Na-young Kim is a reporter at a tabloid news site, and she is in both hot water and deep shit. She took a picture of a young woman in a subway station to present as the “It Girl” of the summer, and didn’t bother to get her consent. It gets more complicated as the “It Girl” turns out to have been a man cross-dressing, and now he’s suing the tabloid. Na-young is on the hook for a settlement that consists of an utterly bankrupting amount of money, and the tabloid’s going to leave her high and dry…unless she can put together some stories that will dramatically increase clicks and ad revenue. And, being a tabloid, the more sensational the better.
And just her luck, her brother works for public transportation, and he says one of his coworkers mentioned some mysterious deaths…the most recent in a whole series of them…at Ogsu Station. They think it’s cursed.
So what we have here is sort of a Korean attempt at the sort of films that would become known as “J-horror,” as the plucky young reporter sets out to uncover the explanation behind a bunch of unusual deaths, and ends up getting in way over her head. It’s definitely not afraid to borrow elements from
Ringu (an old well features prominently) and
Ju-On (creepy ghost kids), but in some ways this works to its advantage, because the borrowing ends up giving the film a solid narrative backbone in the form of a mystery that needs to be solved. Things unfold pretty nicely along those lines, with everything become gradually clearer as the film progresses and the gradual unfolding of the mystery providing an opportunity for the audience to put things together for themselves.
And there’s some interesting subtext too, in that Na-young isn’t really digging into this story because the truth must be told, at least not initially, it’s because she’s in trouble with her boss and if she doesn’t deliver, she’s ruined. So there’s something predatory about it, at least to start, which is sort of a refreshing twist on her character. She grapples at points with all of the death and buried secrets being greeted with more and more enthusiasm at work because they’re driving engagement like nobody’s business. Not to mention how the deeper she goes, the darker and weirder everything gets, and she sees things she absolutely cannot explain. There’s something malevolent here, but she has to keep putting herself in harm’s way because there’s a demand for coverage of this cursed station now, and it’s this or saying goodbye to her livelihood. It’s a nice departure from the hapless innocent.

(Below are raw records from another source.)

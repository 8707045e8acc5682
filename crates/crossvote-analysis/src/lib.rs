//! Ecological inference engine.
//!
//! Estimates how voters in each row category (one contest's choices) split
//! across column categories (another contest's choices) from precinct-level
//! marginal shares only.
//!
//! Data flows left to right:
//! preparation → model → sampler → diagnostics → summary, tied together by
//! [`pipeline::EcologicalInference`].

pub mod diagnostics;
pub mod model;
pub mod pipeline;
pub mod preparation;
pub mod sampler;
pub mod summary;

pub use pipeline::{EcologicalInference, InferenceOutcome};
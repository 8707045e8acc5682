//! Tracing initialization and configuration.

use std::sync::Once;

use tracing_subscriber::{fmt, prelude::*, EnvFilter};

static INIT: Once = Once::new();

/// Environment variable holding the log filter directives.
pub const LOG_ENV_VAR: &str = "CROSSVOTE_LOG";

/// Filter used when `CROSSVOTE_LOG` is unset or invalid.
pub const DEFAULT_FILTER: &str = "crossvote=info";

/// Initialize the crossvote tracing/logging system.
///
/// Reads `CROSSVOTE_LOG` for per-module log levels, e.g.
/// `CROSSVOTE_LOG=crossvote_analysis::sampler=debug,crossvote_analysis::preparation=warn`.
///
/// Idempotent: later calls are no-ops. Also a no-op if another global
/// subscriber was installed first.
pub fn init_tracing() {
    INIT.call_once(|| {
        let filter = EnvFilter::try_from_env(LOG_ENV_VAR)
            .unwrap_or_else(|_| EnvFilter::new(DEFAULT_FILTER));

        let _ = tracing_subscriber::registry()
            .with(
                fmt::layer()
                    .with_target(true)
                    .with_thread_ids(true)
                    .with_file(true)
                    .with_line_number(true),
            )
            .with(filter)
            .try_init();
    });
}
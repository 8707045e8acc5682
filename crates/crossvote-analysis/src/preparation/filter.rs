//! Precinct filter: inner join of the population and share sources, with
//! degenerate precincts excluded (or rejected) before any sampling.

use std::fmt;

use crossvote_core::config::{DegeneratePolicy, FilterConfig};
use crossvote_core::errors::InputError;
use crossvote_core::types::{Precinct, PrecinctSet};

use super::aggregate::KeyedAggregate;
use super::contest::ShareTable;

/// Why a precinct was left out of the dataset.
#[derive(Debug, Clone, PartialEq)]
pub enum ExclusionReason {
    MissingPopulation,
    MissingRowShares,
    MissingColumnShares,
    ZeroPopulation,
    ZeroShareTotal { side: &'static str },
    NonFiniteShare { side: &'static str, index: usize },
    NegativeShare { side: &'static str, index: usize, value: f64 },
    WrongWidth { side: &'static str, expected: usize, found: usize },
}

impl ExclusionReason {
    /// True for reasons that `DegeneratePolicy::Reject` turns into errors.
    fn is_degenerate(&self) -> bool {
        matches!(
            self,
            Self::NonFiniteShare { .. } | Self::NegativeShare { .. } | Self::WrongWidth { .. }
        )
    }

    fn side(&self) -> &'static str {
        match self {
            Self::ZeroShareTotal { side }
            | Self::NonFiniteShare { side, .. }
            | Self::NegativeShare { side, .. }
            | Self::WrongWidth { side, .. } => side,
            Self::MissingRowShares => "row",
            Self::MissingColumnShares => "column",
            Self::MissingPopulation | Self::ZeroPopulation => "population",
        }
    }
}

impl fmt::Display for ExclusionReason {
    fn fmt(&self, f: &mut fmt::Formatter<'_>) -> fmt::Result {
        match self {
            Self::MissingPopulation => f.write_str("no population count"),
            Self::MissingRowShares => f.write_str("absent from row source"),
            Self::MissingColumnShares => f.write_str("absent from column source"),
            Self::ZeroPopulation => f.write_str("population is zero"),
            Self::ZeroShareTotal { side } => write!(f, "{side} shares sum to zero"),
            Self::NonFiniteShare { side, index } => {
                write!(f, "{side} share {index} is not finite")
            }
            Self::NegativeShare { side, index, value } => {
                write!(f, "{side} share {index} is negative ({value})")
            }
            Self::WrongWidth {
                side,
                expected,
                found,
            } => write!(f, "{side} shares have width {found}, expected {expected}"),
        }
    }
}

/// Which precincts were dropped and why.
#[derive(Debug, Clone, Default)]
pub struct FilterReport {
    pub row_source: usize,
    pub column_source: usize,
    pub retained: usize,
    pub excluded: Vec<(String, ExclusionReason)>,
}

impl FilterReport {
    /// Number of precincts excluded for a reason matching `pred`.
    pub fn count_where(&self, pred: impl Fn(&ExclusionReason) -> bool) -> usize {
        self.excluded.iter().filter(|(_, r)| pred(r)).count()
    }
}

/// Joins and validates precinct sources into a `PrecinctSet`.
#[derive(Debug, Clone)]
pub struct PrecinctFilter {
    tolerance: f64,
    policy: DegeneratePolicy,
}

impl Default for PrecinctFilter {
    fn default() -> Self {
        Self::from_config(&FilterConfig::default())
    }
}

impl PrecinctFilter {
    pub fn from_config(config: &FilterConfig) -> Self {
        Self {
            tolerance: config.effective_share_tolerance(),
            policy: config.effective_degenerate_policy(),
        }
    }

    pub fn with_policy(mut self, policy: DegeneratePolicy) -> Self {
        self.policy = policy;
        self
    }

    /// Inner-join the three sources on precinct key and keep only precincts
    /// the model can use.
    ///
    /// Fails with `DegenerateInput` when a surviving vector does not sum to 1
    /// (or, under `Reject`, on any degenerate vector) and with `EmptyDataset`
    /// when nothing survives.
    pub fn apply(
        &self,
        populations: &KeyedAggregate<u64>,
        rows: &ShareTable,
        columns: &ShareTable,
    ) -> Result<(PrecinctSet, FilterReport), InputError> {
        let mut report = FilterReport {
            row_source: rows.len(),
            column_source: columns.len(),
            ..Default::default()
        };
        let mut retained = Vec::new();

        for (key, row_shares) in rows.iter() {
            let Some(column_shares) = columns.get(key) else {
                report
                    .excluded
                    .push((key.to_string(), ExclusionReason::MissingColumnShares));
                continue;
            };
            let population = match populations.get(key) {
                None => Err(ExclusionReason::MissingPopulation),
                Some(0) => Err(ExclusionReason::ZeroPopulation),
                Some(&n) => Ok(n),
            };
            let checked = population.and_then(|n| {
                self.check_vector("row", row_shares, rows.width())?;
                self.check_vector("column", column_shares, columns.width())?;
                Ok(n)
            });
            match checked {
                Ok(population) => retained.push(Precinct {
                    id: key.to_string(),
                    population,
                    row_shares: row_shares.to_vec(),
                    column_shares: column_shares.to_vec(),
                }),
                Err(reason) => {
                    if self.policy == DegeneratePolicy::Reject && reason.is_degenerate() {
                        return Err(InputError::DegenerateInput {
                            precinct: key.to_string(),
                            side: reason.side(),
                            message: reason.to_string(),
                        });
                    }
                    report.excluded.push((key.to_string(), reason));
                }
            }
        }
        for (key, _) in columns.iter() {
            if rows.get(key).is_none() {
                report
                    .excluded
                    .push((key.to_string(), ExclusionReason::MissingRowShares));
            }
        }

        for precinct in &retained {
            self.check_sum(&precinct.id, "row", &precinct.row_shares)?;
            self.check_sum(&precinct.id, "column", &precinct.column_shares)?;
        }

        for (key, reason) in &report.excluded {
            if matches!(reason, ExclusionReason::NegativeShare { .. }) {
                tracing::warn!(
                    precinct = %key,
                    %reason,
                    "excluding precinct with inconsistent sources"
                );
            } else {
                tracing::debug!(precinct = %key, %reason, "excluding precinct");
            }
        }

        report.retained = retained.len();
        if retained.is_empty() {
            return Err(InputError::EmptyDataset {
                row_source: report.row_source,
                column_source: report.column_source,
                joined: report.excluded.len()
                    - report.count_where(|r| {
                        matches!(
                            r,
                            ExclusionReason::MissingRowShares
                                | ExclusionReason::MissingColumnShares
                        )
                    }),
                excluded: report.excluded.len(),
            });
        }

        tracing::info!(
            retained = report.retained,
            excluded = report.excluded.len(),
            row_source = report.row_source,
            column_source = report.column_source,
            "precinct filter complete"
        );

        let set = PrecinctSet::new(retained)?;
        Ok((set, report))
    }

    fn check_vector(
        &self,
        side: &'static str,
        shares: &[f64],
        expected: usize,
    ) -> Result<(), ExclusionReason> {
        if shares.len() != expected {
            return Err(ExclusionReason::WrongWidth {
                side,
                expected,
                found: shares.len(),
            });
        }
        if let Some(index) = shares.iter().position(|s| !s.is_finite()) {
            return Err(ExclusionReason::NonFiniteShare { side, index });
        }
        if let Some(index) = shares.iter().position(|s| *s < 0.0) {
            return Err(ExclusionReason::NegativeShare {
                side,
                index,
                value: shares[index],
            });
        }
        if shares.iter().sum::<f64>() <= 0.0 {
            return Err(ExclusionReason::ZeroShareTotal { side });
        }
        Ok(())
    }

    fn check_sum(&self, id: &str, side: &'static str, shares: &[f64]) -> Result<(), InputError> {
        let sum: f64 = shares.iter().sum();
        if (sum - 1.0).abs() > self.tolerance {
            return Err(InputError::DegenerateInput {
                precinct: id.to_string(),
                side,
                message: format!("shares sum to {sum}, expected 1 within {}", self.tolerance),
            });
        }
        Ok(())
    }
}
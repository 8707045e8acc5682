//! Tests for the crossvote configuration system.

use std::sync::Mutex;

use crossvote_core::config::{
    CliOverrides, CrossvoteConfig, DegeneratePolicy, EstimateLevel,
};
use crossvote_core::errors::ConfigError;

/// Global mutex to serialize tests that modify environment variables.
static ENV_MUTEX: Mutex<()> = Mutex::new(());

fn tempdir() -> tempfile::TempDir {
    tempfile::TempDir::new().unwrap()
}

/// Clear all CROSSVOTE_ env vars to prevent cross-test contamination.
fn clear_env_vars() {
    for key in [
        "CROSSVOTE_SAMPLER_DRAWS",
        "CROSSVOTE_SAMPLER_WARMUP",
        "CROSSVOTE_SAMPLER_CHAINS",
        "CROSSVOTE_SAMPLER_SEED",
        "CROSSVOTE_SAMPLER_THREADS",
        "CROSSVOTE_SAMPLER_TIME_BUDGET_SECS",
        "CROSSVOTE_SAMPLER_TARGET_ACCEPT",
        "CROSSVOTE_SAMPLER_MAX_TREE_DEPTH",
        "CROSSVOTE_DIAGNOSTICS_RHAT_THRESHOLD",
        "CROSSVOTE_DIAGNOSTICS_ALLOW_NON_CONVERGED",
    ] {
        std::env::remove_var(key);
    }
}

#[test]
fn test_layered_resolution() {
    let _lock = ENV_MUTEX.lock().unwrap();
    clear_env_vars();

    let dir = tempdir();
    std::fs::write(
        dir.path().join("crossvote.toml"),
        r#"
[sampler]
draws = 2000
warmup = 500
seed = 7

[diagnostics]
rhat_threshold = 1.1
"#,
    )
    .unwrap();

    std::env::set_var("CROSSVOTE_SAMPLER_DRAWS", "3000");

    let cli = CliOverrides {
        seed: Some(99),
        ..Default::default()
    };

    let config = CrossvoteConfig::load(dir.path(), Some(&cli)).unwrap();

    // Env beats project.
    assert_eq!(config.sampler.draws, Some(3000));
    // CLI beats project.
    assert_eq!(config.sampler.seed, Some(99));
    // Project beats defaults.
    assert_eq!(config.sampler.warmup, Some(500));
    assert_eq!(config.diagnostics.effective_rhat_threshold(), 1.1);

    clear_env_vars();
}

#[test]
fn test_load_missing_files_fallback() {
    let _lock = ENV_MUTEX.lock().unwrap();
    clear_env_vars();

    let dir = tempdir();
    let config = CrossvoteConfig::load(dir.path(), None).unwrap();

    assert_eq!(config.sampler.effective_draws(), 1000);
    assert_eq!(config.sampler.effective_warmup(), 1000);
    assert_eq!(config.sampler.effective_chains(), 4);
    assert_eq!(config.sampler.effective_seed(), 0);
    assert_eq!(config.sampler.effective_max_divergence_rate(), 0.05);
    assert_eq!(config.diagnostics.effective_rhat_threshold(), 1.05);
    assert!(!config.diagnostics.effective_allow_non_converged());
    assert_eq!(config.model.effective_concentration_shape(), 2.0);
    assert_eq!(config.model.effective_concentration_rate(), 0.001);
    assert_eq!(config.filter.effective_share_tolerance(), 1e-6);
    assert_eq!(
        config.filter.effective_degenerate_policy(),
        DegeneratePolicy::Exclude
    );
    assert_eq!(config.summary.effective_credible_level(), 0.95);
    assert_eq!(config.summary.effective_level(), EstimateLevel::District);
}

#[test]
fn test_invalid_toml_is_parse_error() {
    let _lock = ENV_MUTEX.lock().unwrap();
    clear_env_vars();

    let dir = tempdir();
    std::fs::write(dir.path().join("crossvote.toml"), "[sampler\ndraws = ").unwrap();
    let err = CrossvoteConfig::load(dir.path(), None).unwrap_err();
    assert!(matches!(err, ConfigError::ParseError { .. }));
}

#[test]
fn test_validation_rejects_bad_values() {
    let cases = [
        ("[sampler]\ndraws = 0", "sampler.draws"),
        ("[sampler]\nchains = 1", "sampler.chains"),
        ("[sampler]\nmax_divergence_rate = 1.5", "sampler.max_divergence_rate"),
        ("[sampler]\ntarget_accept = 1.0", "sampler.target_accept"),
        ("[sampler]\nmax_tree_depth = 0", "sampler.max_tree_depth"),
        ("[sampler]\nmax_tree_depth = 40", "sampler.max_tree_depth"),
        ("[diagnostics]\nrhat_threshold = 0.99", "diagnostics.rhat_threshold"),
        ("[model]\nconcentration_rate = -1.0", "model.concentration_rate"),
        ("[summary]\ncredible_level = 1.0", "summary.credible_level"),
        ("[categories]\nrows = [\"a\", \"a\"]", "categories.rows"),
    ];
    for (toml_str, expected_field) in cases {
        let config = CrossvoteConfig::from_toml(toml_str).unwrap();
        match CrossvoteConfig::validate(&config) {
            Err(ConfigError::ValidationFailed { field, .. }) => {
                assert_eq!(field, expected_field, "for input {toml_str:?}")
            }
            other => panic!("expected validation failure for {toml_str:?}, got {other:?}"),
        }
    }
}

#[test]
fn test_single_chain_allowed_when_non_converged_accepted() {
    let config = CrossvoteConfig::from_toml(
        "[sampler]\nchains = 1\n[diagnostics]\nallow_non_converged = true",
    )
    .unwrap();
    assert!(CrossvoteConfig::validate(&config).is_ok());
}

#[test]
fn test_enum_fields_parse_lowercase() {
    let config = CrossvoteConfig::from_toml(
        "[filter]\ndegenerate_policy = \"reject\"\n[summary]\nlevel = \"global\"",
    )
    .unwrap();
    assert_eq!(
        config.filter.effective_degenerate_policy(),
        DegeneratePolicy::Reject
    );
    assert_eq!(config.summary.effective_level(), EstimateLevel::Global);
}

#[test]
fn test_toml_round_trip() {
    let config = CrossvoteConfig::from_toml(
        r#"
[sampler]
draws = 250
chains = 3

[categories]
rows = ["Stein", "Robinson", "Other", "No Vote"]
columns = ["Trump", "Harris", "Other", "No Vote"]
"#,
    )
    .unwrap();
    let text = config.to_toml().unwrap();
    let back = CrossvoteConfig::from_toml(&text).unwrap();
    assert_eq!(config, back);
    assert_eq!(back.categories.row_set().unwrap().unwrap().len(), 4);
}

#[test]
fn test_unknown_keys_ignored() {
    let config = CrossvoteConfig::from_toml("[sampler]\ndraws = 10\nfuture_knob = true").unwrap();
    assert_eq!(config.sampler.draws, Some(10));
}
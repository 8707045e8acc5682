//! Posterior summaries: reduce retained draws to labeled point estimates,
//! credible intervals and posterior probabilities.

pub mod estimate;

use crossvote_core::config::{EstimateLevel, SummaryConfig};
use crossvote_core::errors::InputError;
use crossvote_core::types::{CategorySet, PrecinctSet};

use crate::sampler::SamplerRun;

pub use estimate::{CellEstimate, PosteriorEstimate, PrecinctPreference};

/// Row sums of a posterior mean must stay within this of 1.
const ROW_SUM_TOLERANCE: f64 = 1e-9;

/// Turns sampler output into estimates.
#[derive(Debug, Clone)]
pub struct PosteriorSummarizer {
    credible_level: f64,
}

impl Default for PosteriorSummarizer {
    fn default() -> Self {
        Self::from_config(&SummaryConfig::default())
    }
}

impl PosteriorSummarizer {
    pub fn from_config(config: &SummaryConfig) -> Self {
        Self {
            credible_level: config.effective_credible_level(),
        }
    }

    pub fn credible_level(&self) -> f64 {
        self.credible_level
    }

    /// Posterior mean and equal-tailed credible interval of every cell at
    /// `level`, pooled over all chains.
    ///
    /// Fails with `DimensionMismatch` when the labels do not fit the run.
    pub fn summarize(
        &self,
        run: &SamplerRun,
        level: EstimateLevel,
        rows: &CategorySet,
        columns: &CategorySet,
    ) -> Result<PosteriorEstimate, InputError> {
        check_labels(run, rows, columns)?;
        let cells = run.rows * run.columns;
        let draws = run.total_draws();

        let mut mean = vec![0.0; cells];
        let mut lower = vec![0.0; cells];
        let mut upper = vec![0.0; cells];
        let tail = (1.0 - self.credible_level) / 2.0;
        let mut values = Vec::with_capacity(draws);
        for i in 0..cells {
            values.clear();
            values.extend(run.draws().map(|d| d.matrix(level)[i]));
            if values.is_empty() {
                continue;
            }
            mean[i] = values.iter().sum::<f64>() / values.len() as f64;
            values.sort_by(f64::total_cmp);
            lower[i] = quantile_sorted(&values, tail);
            upper[i] = quantile_sorted(&values, 1.0 - tail);
        }

        for row in mean.chunks(run.columns) {
            let sum: f64 = row.iter().sum();
            debug_assert!(
                draws == 0 || (sum - 1.0).abs() < ROW_SUM_TOLERANCE,
                "posterior mean row sums to {sum}"
            );
        }

        Ok(PosteriorEstimate {
            level,
            rows: rows.clone(),
            columns: columns.clone(),
            mean,
            lower,
            upper,
            credible_level: self.credible_level,
            draws,
        })
    }

    /// Posterior mean preference matrix of every precinct, in dataset order.
    pub fn precinct_preferences(
        &self,
        run: &SamplerRun,
        data: &PrecinctSet,
    ) -> Result<Vec<PrecinctPreference>, InputError> {
        if data.len() != run.precincts {
            return Err(InputError::DimensionMismatch {
                what: "precinct count",
                expected: run.precincts,
                found: data.len(),
            });
        }
        let block = run.rows * run.columns;
        let means = run.precinct_means();
        Ok(data
            .precincts()
            .iter()
            .zip(means.chunks(block))
            .map(|(p, m)| PrecinctPreference {
                precinct: p.id.clone(),
                mean: m.to_vec(),
            })
            .collect())
    }

    /// Posterior probability that row `row_a` chooses `column` more often
    /// than row `row_b` does, by more than `threshold`, at `level`.
    pub fn preference_gap_probability(
        &self,
        run: &SamplerRun,
        level: EstimateLevel,
        row_a: usize,
        row_b: usize,
        column: usize,
        threshold: f64,
    ) -> Result<f64, InputError> {
        for (what, index, bound) in [
            ("row index", row_a, run.rows),
            ("row index", row_b, run.rows),
            ("column index", column, run.columns),
        ] {
            if index >= bound {
                return Err(InputError::DimensionMismatch {
                    what,
                    expected: bound,
                    found: index,
                });
            }
        }
        let total = run.total_draws();
        if total == 0 {
            return Ok(0.0);
        }
        let hits = run
            .draws()
            .filter(|d| {
                let m = d.matrix(level);
                m[row_a * run.columns + column] - m[row_b * run.columns + column] > threshold
            })
            .count();
        Ok(hits as f64 / total as f64)
    }
}

fn check_labels(
    run: &SamplerRun,
    rows: &CategorySet,
    columns: &CategorySet,
) -> Result<(), InputError> {
    if rows.len() != run.rows {
        return Err(InputError::DimensionMismatch {
            what: "row labels",
            expected: run.rows,
            found: rows.len(),
        });
    }
    if columns.len() != run.columns {
        return Err(InputError::DimensionMismatch {
            what: "column labels",
            expected: run.columns,
            found: columns.len(),
        });
    }
    Ok(())
}

/// Linear-interpolation quantile (Hyndman-Fan type 7) of sorted values.
pub fn quantile_sorted(sorted: &[f64], p: f64) -> f64 {
    match sorted.len() {
        0 => f64::NAN,
        1 => sorted[0],
        n => {
            let h = (n - 1) as f64 * p.clamp(0.0, 1.0);
            let lo = h.floor() as usize;
            let hi = (lo + 1).min(n - 1);
            sorted[lo] + (h - lo as f64) * (sorted[hi] - sorted[lo])
        }
    }
}
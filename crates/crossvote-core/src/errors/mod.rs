//! Error handling for crossvote.
//! One error enum per subsystem, `thiserror` only, zero `anyhow`.

pub mod config_error;
pub mod diagnostics_error;
pub mod error_code;
pub mod input_error;
pub mod pipeline_error;
pub mod sampler_error;

pub use config_error::ConfigError;
pub use diagnostics_error::DiagnosticsError;
pub use error_code::CrossvoteErrorCode;
pub use input_error::InputError;
pub use pipeline_error::PipelineError;
pub use sampler_error::SamplerError;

And that’s about the only deviation from formula we’re going to get. The film gets off to a relatively slow start after an opening that feels a touch predictable (fairly standard “this place is haunted” shenanigans that end up with someone dead) but does settle into a groove in the second act with some nice startling moments paying off in ways that aren’t especially telegraphed. Again, it’s nothing fancy – this film has one gear, and that’s Na-young or her brother poking their nose where they aren’t supposed to, talking to people that they don’t realize are dead, and then boom! Creepy ghost jump-scare. I don’t normally like jump-scares, but the filmmakers know better than to set them up so you see them coming a mile away. They’re sharp and crisp and punctuate the unfolding revelations of what happened on this land long before the station was build, and how some things just cannot be buried.
But then we get to the third act. It’s not a gigantic off-the-rails clusterfuck or anything. Again, this film is resolutely on rails. In fact, by the third act it’s clear that it’s going to keep going back to the same well (ha-ha) over and over again based on what was established in the second act, and so what was working really well to add a certain amount of eeriness and tension threatens to become predictable. And then at the climax, instead of bringing it to some kind of end, they focus on an element to the story that was barely addressed in the first two acts. It feels like the filmmakers realized that they either didn’t have an ending, still had twenty minutes to come up with so it could be feature-length, or maybe both. The result feels like the third act is tacked on, as if they’d forgotten about part of the story and decided to deal with it all at once instead of weaving into the first two acts.
The result is that instead of the film wrapping up and coming to a satisfying close, it sort of veers into something that doesn’t really feel organic to the overall story. Worse, it doesn’t do as much with it as it could have– there are elements to it that could tie really nicely into existing story elements, but it contents itself with sort of sputtering out in an end with a fraction of the impact it could have had. Despite having its moments, ultimately it just feels like an assemblage of parts.